TASK DESCRIPTION: Your task is to output all the records below, word for word.

PROVIDED DATA:
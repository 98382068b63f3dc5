//! Configuration file loading
//!
//! JSON, default path `./glossdb.json`:
//!
//! ```json
//! { "seed_file": "./seed.json", "strict_seed": false, "verify_on_boot": true }
//! ```

use std::fs;
use std::path::{Path, PathBuf};

use serde::{Deserialize, Serialize};

use super::errors::{CliError, CliResult};

/// Configuration file structure
#[derive(Debug, Clone, Serialize, Deserialize)]
pub struct Config {
    /// JSON array of records to load at boot (optional)
    #[serde(default)]
    pub seed_file: Option<String>,

    /// Abort boot on a duplicate seed key instead of skipping it
    #[serde(default)]
    pub strict_seed: bool,

    /// Verify tree invariants after seeding (default: true)
    #[serde(default = "default_verify_on_boot")]
    pub verify_on_boot: bool,

    /// Directory of the config file; relative seed paths resolve against it
    #[serde(skip)]
    base_dir: PathBuf,
}

fn default_verify_on_boot() -> bool {
    true
}

impl Default for Config {
    fn default() -> Self {
        Self {
            seed_file: None,
            strict_seed: false,
            verify_on_boot: default_verify_on_boot(),
            base_dir: PathBuf::new(),
        }
    }
}

impl Config {
    /// Load configuration from file
    pub fn load(path: &Path) -> CliResult<Self> {
        let content = fs::read_to_string(path)
            .map_err(|e| CliError::config_error(format!("Failed to read config: {}", e)))?;

        let mut config = Self::from_json(&content)?;
        config.base_dir = path.parent().map(Path::to_path_buf).unwrap_or_default();
        Ok(config)
    }

    /// Parse and validate configuration text
    pub fn from_json(content: &str) -> CliResult<Self> {
        let config: Config = serde_json::from_str(content)
            .map_err(|e| CliError::config_error(format!("Invalid config JSON: {}", e)))?;

        config.validate()?;

        Ok(config)
    }

    fn validate(&self) -> CliResult<()> {
        if let Some(seed) = &self.seed_file {
            if seed.trim().is_empty() {
                return Err(CliError::config_error("seed_file must not be empty"));
            }
        }
        Ok(())
    }

    /// Seed file path, resolved against the config file's directory
    pub fn seed_path(&self) -> Option<PathBuf> {
        self.seed_file.as_ref().map(|seed| {
            let path = Path::new(seed);
            if path.is_absolute() {
                path.to_path_buf()
            } else {
                self.base_dir.join(path)
            }
        })
    }
}
//! Store metrics
//!
//! - Counters only
//! - Monotonic increase for the lifetime of one store
//! - Updated from `&self`, so read paths can count without a `&mut` borrow

use std::sync::atomic::{AtomicU64, Ordering};

/// Operational counters for one [`OrderedStore`](crate::store::OrderedStore).
///
/// Uses Relaxed ordering; the values are exact once the store is quiescent.
#[derive(Debug, Default)]
pub struct StoreMetrics {
    /// Records added to the tree
    inserts: AtomicU64,
    /// Inserts dropped because the key was already present
    duplicates_ignored: AtomicU64,
    /// Single rotations performed while rebalancing
    rotations: AtomicU64,
    /// member / get lookups
    point_lookups: AtomicU64,
    /// predecessor / successor lookups
    neighbor_lookups: AtomicU64,
    /// Full substring scans
    field_scans: AtomicU64,
}

impl StoreMetrics {
    /// Create a registry with all counters at zero
    pub fn new() -> Self {
        Self::default()
    }

    /// Increment inserts
    pub fn increment_inserts(&self) {
        self.inserts.fetch_add(1, Ordering::Relaxed);
    }

    /// Increment ignored duplicates
    pub fn increment_duplicates_ignored(&self) {
        self.duplicates_ignored.fetch_add(1, Ordering::Relaxed);
    }

    /// Add rotations
    pub fn add_rotations(&self, count: u64) {
        self.rotations.fetch_add(count, Ordering::Relaxed);
    }

    /// Increment point lookups
    pub fn increment_point_lookups(&self) {
        self.point_lookups.fetch_add(1, Ordering::Relaxed);
    }

    /// Increment neighbor lookups
    pub fn increment_neighbor_lookups(&self) {
        self.neighbor_lookups.fetch_add(1, Ordering::Relaxed);
    }

    /// Increment field scans
    pub fn increment_field_scans(&self) {
        self.field_scans.fetch_add(1, Ordering::Relaxed);
    }

    /// Get all metrics as a snapshot
    pub fn snapshot(&self) -> MetricsSnapshot {
        MetricsSnapshot {
            inserts: self.inserts.load(Ordering::Relaxed),
            duplicates_ignored: self.duplicates_ignored.load(Ordering::Relaxed),
            rotations: self.rotations.load(Ordering::Relaxed),
            point_lookups: self.point_lookups.load(Ordering::Relaxed),
            neighbor_lookups: self.neighbor_lookups.load(Ordering::Relaxed),
            field_scans: self.field_scans.load(Ordering::Relaxed),
        }
    }

    /// Get current snapshot of all metrics as JSON
    pub fn to_json(&self) -> String {
        let s = self.snapshot();
        format!(
            r#"{{"inserts":{},"duplicates_ignored":{},"rotations":{},"point_lookups":{},"neighbor_lookups":{},"field_scans":{}}}"#,
            s.inserts, s.duplicates_ignored, s.rotations, s.point_lookups, s.neighbor_lookups, s.field_scans,
        )
    }
}

/// A point-in-time snapshot of all metrics
#[derive(Debug, Clone, Copy, PartialEq, Eq, Default)]
pub struct MetricsSnapshot {
    pub inserts: u64,
    pub duplicates_ignored: u64,
    pub rotations: u64,
    pub point_lookups: u64,
    pub neighbor_lookups: u64,
    pub field_scans: u64,
}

TASK RESULT:
repository 98382068b63f3dc5
//! Configuration file loading
//!
//! JSON, default path `./glossdb.json`:
//!
//! ```json
//! { "seed_file": "./seed.json", "strict_seed": false, "verify_on_boot": true }
//! ```

use std::fs;
use std::path::{Path, PathBuf};

use serde::{Deserialize, Serialize};

use super::errors::{CliError, CliResult};

/// Configuration file structure
#[derive(Debug, Clone, Serialize, Deserialize)]
pub struct Config {
    /// JSON array of records to load at boot (optional)
    #[serde(default)]
    pub seed_file: Option<String>,

    /// Abort boot on a duplicate seed key instead of skipping it
    #[serde(default)]
    pub strict_seed: bool,

    /// Verify tree invariants after seeding (default: true)
    #[serde(default = "default_verify_on_boot")]
    pub verify_on_boot: bool,

    /// Directory of the config file; relative seed paths resolve against it
    #[serde(skip)]
    base_dir: PathBuf,
}

fn default_verify_on_boot() -> bool {
    true
}

impl Default for Config {
    fn default() -> Self {
        Self {
            seed_file: None,
            strict_seed: false,
            verify_on_boot: default_verify_on_boot(),
            base_dir: PathBuf::new(),
        }
    }
}

impl Config {
    /// Load configuration from file
    pub fn load(path: &Path) -> CliResult<Self> {
        let content = fs::read_to_string(path)
            .map_err(|e| CliError::config_error(format!("Failed to read config: {}", e)))?;

        let mut config = Self::from_json(&content)?;
        config.base_dir = path.parent().map(Path::to_path_buf).unwrap_or_default();
        Ok(config)
    }

    /// Parse and validate configuration text
    pub fn from_json(content: &str) -> CliResult<Self> {
        let config: Config = serde_json::from_str(content)
            .map_err(|e| CliError::config_error(format!("Invalid config JSON: {}", e)))?;

        config.validate()?;

        Ok(config)
    }

    fn validate(&self) -> CliResult<()> {
        if let Some(seed) = &self.seed_file {
            if seed.trim().is_empty() {
                return Err(CliError::config_error("seed_file must not be empty"));
            }
        }
        Ok(())
    }

    /// Seed file path, resolved against the config file's directory
    pub fn seed_path(&self) -> Option<PathBuf> {
        self.seed_file.as_ref().map(|seed| {
            let path = Path::new(seed);
            if path.is_absolute() {
                path.to_path_buf()
            } else {
                self.base_dir.join(path)
            }
        })
    }
}
//! Store metrics
//!
//! - Counters only
//! - Monotonic increase for the lifetime of one store
//! - Updated from `&self`, so read paths can count without a `&mut` borrow

use std::sync::atomic::{AtomicU64, Ordering};

/// Operational counters for one [`OrderedStore`](crate::store::OrderedStore).
///
/// Uses Relaxed ordering; the values are exact once the store is quiescent.
#[derive(Debug, Default)]
pub struct StoreMetrics {
    /// Records added to the tree
    inserts: AtomicU64,
    /// Inserts dropped because the key was already present
    duplicates_ignored: AtomicU64,
    /// Single rotations performed while rebalancing
    rotations: AtomicU64,
    /// member / get lookups
    point_lookups: AtomicU64,
    /// predecessor / successor lookups
    neighbor_lookups: AtomicU64,
    /// Full substring scans
    field_scans: AtomicU64,
}

impl StoreMetrics {
    /// Create a registry with all counters at zero
    pub fn new() -> Self {
        Self::default()
    }

    /// Increment inserts
    pub fn increment_inserts(&self) {
        self.inserts.fetch_add(1, Ordering::Relaxed);
    }

    /// Increment ignored duplicates
    pub fn increment_duplicates_ignored(&self) {
        self.duplicates_ignored.fetch_add(1, Ordering::Relaxed);
    }

    /// Add rotations
    pub fn add_rotations(&self, count: u64) {
        self.rotations.fetch_add(count, Ordering::Relaxed);
    }

    /// Increment point lookups
    pub fn increment_point_lookups(&self) {
        self.point_lookups.fetch_add(1, Ordering::Relaxed);
    }

    /// Increment neighbor lookups
    pub fn increment_neighbor_lookups(&self) {
        self.neighbor_lookups.fetch_add(1, Ordering::Relaxed);
    }

    /// Increment field scans
    pub fn increment_field_scans(&self) {
        self.field_scans.fetch_add(1, Ordering::Relaxed);
    }

    /// Get all metrics as a snapshot
    pub fn snapshot(&self) -> MetricsSnapshot {
        MetricsSnapshot {
            inserts: self.inserts.load(Ordering::Relaxed),
            duplicates_ignored: self.duplicates_ignored.load(Ordering::Relaxed),
            rotations: self.rotations.load(Ordering::Relaxed),
            point_lookups: self.point_lookups.load(Ordering::Relaxed),
            neighbor_lookups: self.neighbor_lookups.load(Ordering::Relaxed),
            field_scans: self.field_scans.load(Ordering::Relaxed),
        }
    }

    /// Get current snapshot of all metrics as JSON
    pub fn to_json(&self) -> String {
        let s = self.snapshot();
        format!(
            r#"{{"inserts":{},"duplicates_ignored":{},"rotations":{},"point_lookups":{},"neighbor_lookups":{},"field_scans":{}}}"#,
            s.inserts, s.duplicates_ignored, s.rotations, s.point_lookups, s.neighbor_lookups, s.field_scans,
        )
    }
}

/// A point-in-time snapshot of all metrics
#[derive(Debug, Clone, Copy, PartialEq, Eq, Default)]
pub struct MetricsSnapshot {
    pub inserts: u64,
    pub duplicates_ignored: u64,
    pub rotations: u64,
    pub point_lookups: u64,
    pub neighbor_lookups: u64,
    pub field_scans: u64,
}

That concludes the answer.